Researchers found that participants with mild, subclinical depression rate the taste of high-fat and low-fat foods similarly when in a positive or negative mood.
The study published in the journal PLOS ONE, looked at how non-pathological levels of depression, anxiety and experimentally manipulated moods could affect people's oral perceptions of fat and other taste stimuli like sweet, sour, bitter and umami flavors.
Participants were scored for symptoms of depression and anxiety and shown films of happy, sad and neutral scenes from movies to put them in a positive, negative or neutral mood.
The participants were asked to rate a series of liquids based on the intensity of flavor they experienced and gauge the fat content in milk samples by the way the liquid feels in their mouth.

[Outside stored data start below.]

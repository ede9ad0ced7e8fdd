//! Read-only scans of the definitions and body parts.

use std::collections::BTreeMap;

use quick_xml::events::Event;
use quick_xml::Reader;

use super::field::{attribute, FieldTracker};
use crate::error::{Error, Result};

/// Parse `w:docVar` definitions from a settings part into name → value.
///
/// A definition without a value attribute reads as the empty string.
pub fn scan_definitions(xml: &str) -> Result<BTreeMap<String, String>> {
    let mut variables = BTreeMap::new();
    let mut reader = Reader::from_str(xml);

    loop {
        match reader.read_event() {
            Ok(Event::Start(e)) | Ok(Event::Empty(e)) if e.local_name().as_ref() == b"docVar" => {
                if let Some(name) = attribute(&e, b"name")? {
                    if !name.is_empty() {
                        let value = attribute(&e, b"val")?.unwrap_or_default();
                        variables.insert(name, value);
                    }
                }
            }
            Ok(Event::Eof) => break,
            Err(e) => return Err(Error::XmlParse(e.to_string())),
            _ => {}
        }
    }

    Ok(variables)
}

/// Collect the names referenced by DOCVARIABLE display fields in a body
/// part, simple and complex alike, in first-seen order without duplicates.
pub fn scan_display_fields(xml: &str) -> Result<Vec<String>> {
    let mut names: Vec<String> = Vec::new();
    let mut tracker = FieldTracker::new();
    let mut reader = Reader::from_str(xml);

    loop {
        let found = match reader.read_event() {
            Ok(Event::Start(e)) => tracker.open(&e, false)?,
            Ok(Event::Empty(e)) => tracker.open(&e, true)?,
            Ok(Event::End(e)) => {
                tracker.close(e.local_name().as_ref());
                None
            }
            Ok(Event::Text(t)) => {
                if tracker.collecting_instruction() {
                    let text = t.unescape().map_err(|e| Error::XmlParse(e.to_string()))?;
                    tracker.text(&text);
                }
                None
            }
            Ok(Event::Eof) => break,
            Err(e) => return Err(Error::XmlParse(e.to_string())),
            _ => None,
        };

        if let Some(name) = found {
            if !names.contains(&name) {
                names.push(name);
            }
        }
    }

    Ok(names)
}

#[cfg(test)]
mod tests {
    use super::*;

    const SETTINGS: &str = r#"<?xml version="1.0" encoding="UTF-8" standalone="yes"?>
<w:settings xmlns:w="http://schemas.openxmlformats.org/wordprocessingml/2006/main">
  <w:zoom w:percent="100"/>
  <w:docVars>
    <w:docVar w:name="Width" w:val="10 cm"/>
    <w:docVar w:name="Label" w:val="A &amp; B"/>
    <w:docVar w:name="Blank"/>
  </w:docVars>
</w:settings>"#;

    #[test]
    fn test_scan_definitions() {
        let vars = scan_definitions(SETTINGS).unwrap();
        assert_eq!(vars.len(), 3);
        assert_eq!(vars["Width"], "10 cm");
        assert_eq!(vars["Label"], "A & B");
        assert_eq!(vars["Blank"], "");
    }

    #[test]
    fn test_scan_definitions_none() {
        let xml = r#"<w:settings xmlns:w="x"><w:zoom w:percent="90"/></w:settings>"#;
        assert!(scan_definitions(xml).unwrap().is_empty());
    }

    #[test]
    fn test_scan_display_fields_mixed() {
        let xml = r#"<w:document xmlns:w="x"><w:body>
<w:p><w:fldSimple w:instr=" DOCVARIABLE Width \* MERGEFORMAT "><w:r><w:t>10</w:t></w:r></w:fldSimple></w:p>
<w:p>
  <w:r><w:fldChar w:fldCharType="begin"/></w:r>
  <w:r><w:instrText xml:space="preserve"> DOCVARIABLE "Depth" </w:instrText></w:r>
  <w:r><w:fldChar w:fldCharType="separate"/></w:r>
  <w:r><w:t>4</w:t></w:r>
  <w:r><w:fldChar w:fldCharType="end"/></w:r>
</w:p>
<w:p><w:fldSimple w:instr=" PAGE "><w:r><w:t>1</w:t></w:r></w:fldSimple></w:p>
<w:p><w:fldSimple w:instr="DOCVARIABLE Width"/></w:p>
</w:body></w:document>"#;

        let names = scan_display_fields(xml).unwrap();
        assert_eq!(names, vec!["Width", "Depth"]);
    }

    #[test]
    fn test_scan_display_fields_malformed() {
        let xml = r#"<w:document xmlns:w="x"><w:body><w:p></w:body></w:document>"#;
        assert!(matches!(scan_display_fields(xml), Err(Error::XmlParse(_))));
    }
}
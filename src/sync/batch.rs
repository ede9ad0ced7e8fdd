//! Update All: reconcile every tracked closed document.
//!
//! Planning reads each document and decides what it needs; applying writes
//! the documents that need it. Both steps record a per-file outcome and
//! carry on past failures, so one unreadable or locked file never stops the
//! rest of the batch.

use std::collections::BTreeMap;
use std::path::{Path, PathBuf};

use serde::{Deserialize, Serialize};

use super::staleness::{compute_staleness, desired_values_for_document, ValueChange};
use crate::docx::{read_docx_variables, update_docx_variables};
use crate::error::{Error, ErrorKind};
use crate::model::{TrackedDocument, UnitUsage, Variable};
use crate::options::UpdateOptions;

const UNSAVED_PREFIX: &str = "unsaved:";
const MAC_VOLUME_PREFIX: &str = "Macintosh HD:";

/// Turn a stored document path into a file system path.
///
/// `unsaved:` placeholders resolve to nothing. Classic Mac paths on the
/// boot volume (`Macintosh HD:Users:me:a.docx`) become POSIX paths
/// (`/Users/me/a.docx`). Anything else is taken as is.
pub fn resolve_document_path(stored: &str) -> Option<PathBuf> {
    let stored = stored.trim();
    if stored.is_empty() || stored.starts_with(UNSAVED_PREFIX) {
        return None;
    }
    match stored.strip_prefix(MAC_VOLUME_PREFIX) {
        Some(rest) => Some(PathBuf::from(format!("/{}", rest.replace(':', "/")))),
        None => Some(PathBuf::from(stored)),
    }
}

fn is_docx(path: &Path) -> bool {
    path.extension()
        .and_then(|e| e.to_str())
        .is_some_and(|e| e.eq_ignore_ascii_case("docx"))
}

/// Per-file result of a batch.
#[derive(Debug, Clone, PartialEq, Eq, Serialize, Deserialize)]
#[serde(tag = "status", rename_all = "snake_case")]
pub enum FileOutcome {
    /// The document was rewritten
    Updated {
        changed: Vec<String>,
        backup: Option<PathBuf>,
    },
    /// Every stored value was already current
    UpToDate,
    /// The document was not considered (unsaved, not a .docx, missing)
    Skipped { reason: String },
    /// Reading or writing the document failed
    Failed { kind: ErrorKind, message: String },
}

impl FileOutcome {
    fn failed(err: &Error) -> Self {
        FileOutcome::Failed {
            kind: err.kind(),
            message: err.to_string(),
        }
    }
}

/// Outcome for one tracked document.
#[derive(Debug, Clone, PartialEq, Eq, Serialize, Deserialize)]
pub struct FileResult {
    pub document: TrackedDocument,
    pub path: Option<PathBuf>,
    pub outcome: FileOutcome,
}

/// A document that needs rewriting.
#[derive(Debug, Clone, PartialEq, Eq, Serialize, Deserialize)]
pub struct FileUpdate {
    pub document: TrackedDocument,
    pub path: PathBuf,

    /// Values to write: every tracked variable the document defines
    pub values: BTreeMap<String, String>,

    /// Definitions whose value will change
    pub changes: BTreeMap<String, ValueChange>,
}

#[derive(Debug, Clone, PartialEq, Eq, Serialize, Deserialize)]
#[serde(tag = "action", rename_all = "snake_case")]
enum PlannedFile {
    Update(FileUpdate),
    Done(FileResult),
}

/// What Update All would do, computed without writing anything.
#[derive(Debug, Clone, Default, PartialEq, Eq, Serialize, Deserialize)]
pub struct UpdatePlan {
    entries: Vec<PlannedFile>,
}

impl UpdatePlan {
    /// Documents that need rewriting, in tracking order.
    pub fn updates(&self) -> impl Iterator<Item = &FileUpdate> {
        self.entries.iter().filter_map(|e| match e {
            PlannedFile::Update(u) => Some(u),
            PlannedFile::Done(_) => None,
        })
    }

    /// Documents already settled during planning.
    pub fn settled(&self) -> impl Iterator<Item = &FileResult> {
        self.entries.iter().filter_map(|e| match e {
            PlannedFile::Done(r) => Some(r),
            PlannedFile::Update(_) => None,
        })
    }

    /// Number of documents that need rewriting.
    pub fn pending(&self) -> usize {
        self.updates().count()
    }

    /// Total number of value changes across all documents.
    pub fn change_count(&self) -> usize {
        self.updates().map(|u| u.changes.len()).sum()
    }

    /// Whether there is nothing to write.
    pub fn is_empty(&self) -> bool {
        self.pending() == 0
    }

    /// Write every pending document, each with its own backup. A failure
    /// is recorded against its document and the batch continues.
    pub fn apply(self, options: &UpdateOptions) -> BatchReport {
        self.apply_with(options, |_| {})
    }

    /// Like [`apply`](Self::apply), calling `progress` once per pending
    /// document before it is written.
    pub fn apply_with<F>(self, options: &UpdateOptions, mut progress: F) -> BatchReport
    where
        F: FnMut(&FileUpdate),
    {
        let mut results = Vec::with_capacity(self.entries.len());

        for entry in self.entries {
            let update = match entry {
                PlannedFile::Done(result) => {
                    results.push(result);
                    continue;
                }
                PlannedFile::Update(update) => update,
            };

            progress(&update);
            let outcome = match update_docx_variables(&update.path, &update.values, options) {
                Ok(report) if report.written => FileOutcome::Updated {
                    changed: report.updated,
                    backup: report.backup,
                },
                Ok(_) => FileOutcome::UpToDate,
                Err(err) => {
                    log::warn!("update of {} failed: {}", update.path.display(), err);
                    FileOutcome::failed(&err)
                }
            };

            results.push(FileResult {
                document: update.document,
                path: Some(update.path),
                outcome,
            });
        }

        BatchReport { results }
    }
}

/// Plan Update All over the tracked documents.
///
/// Documents with an unresolvable path, a non-.docx path or no file on
/// disk are skipped. A document that cannot be read is recorded as failed.
pub fn plan_update_all(
    documents: &[TrackedDocument],
    variables: &[Variable],
    usage: &UnitUsage,
) -> UpdatePlan {
    let mut entries = Vec::with_capacity(documents.len());

    for document in documents {
        let skipped = |path: Option<PathBuf>, reason: &str| {
            PlannedFile::Done(FileResult {
                document: document.clone(),
                path,
                outcome: FileOutcome::Skipped {
                    reason: reason.to_string(),
                },
            })
        };

        let Some(path) = resolve_document_path(&document.path) else {
            entries.push(skipped(None, "unsaved document"));
            continue;
        };
        if !is_docx(&path) {
            entries.push(skipped(Some(path), "not a .docx file"));
            continue;
        }
        if !path.is_file() {
            entries.push(skipped(Some(path), "file not found"));
            continue;
        }

        let current = match read_docx_variables(&path) {
            Ok(current) => current,
            Err(err) => {
                log::warn!("cannot read {}: {}", path.display(), err);
                entries.push(PlannedFile::Done(FileResult {
                    document: document.clone(),
                    path: Some(path),
                    outcome: FileOutcome::failed(&err),
                }));
                continue;
            }
        };

        let values: BTreeMap<String, String> =
            desired_values_for_document(variables, usage, &document.guid)
                .into_iter()
                .filter(|(name, _)| current.contains_key(name))
                .collect();
        let changes = compute_staleness(&current, &values);

        if changes.is_empty() {
            entries.push(PlannedFile::Done(FileResult {
                document: document.clone(),
                path: Some(path),
                outcome: FileOutcome::UpToDate,
            }));
        } else {
            log::debug!("{}: {} change(s)", path.display(), changes.len());
            entries.push(PlannedFile::Update(FileUpdate {
                document: document.clone(),
                path,
                values,
                changes,
            }));
        }
    }

    UpdatePlan { entries }
}

/// Per-file results of Update All, in tracking order.
#[derive(Debug, Clone, Default, PartialEq, Eq, Serialize, Deserialize)]
pub struct BatchReport {
    pub results: Vec<FileResult>,
}

impl BatchReport {
    /// Number of documents rewritten.
    pub fn updated_count(&self) -> usize {
        self.results
            .iter()
            .filter(|r| matches!(r.outcome, FileOutcome::Updated { .. }))
            .count()
    }

    /// Results that failed.
    pub fn failures(&self) -> impl Iterator<Item = &FileResult> {
        self.results
            .iter()
            .filter(|r| matches!(r.outcome, FileOutcome::Failed { .. }))
    }

    /// Whether no document failed.
    pub fn is_success(&self) -> bool {
        self.failures().next().is_none()
    }
}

The findings revealed that participants with mild, subclinical signs of depression were unable to tell the difference between a high-fat and low-fat milk sample after watching a happy or sad movie clip. However, they were able to distinguish between the two after watching a neutral movie clip.
Researchers found that participants with higher depression scores also rated bitter and sweet tastes as being more intense after watching the mood-inducing movie clips.
Researchers said the latest findings may have potential implications for unhealthy eating patters, as this inability to tell tastes apart may cause mildly depressed individuals to unconsciously eat more fatty foods.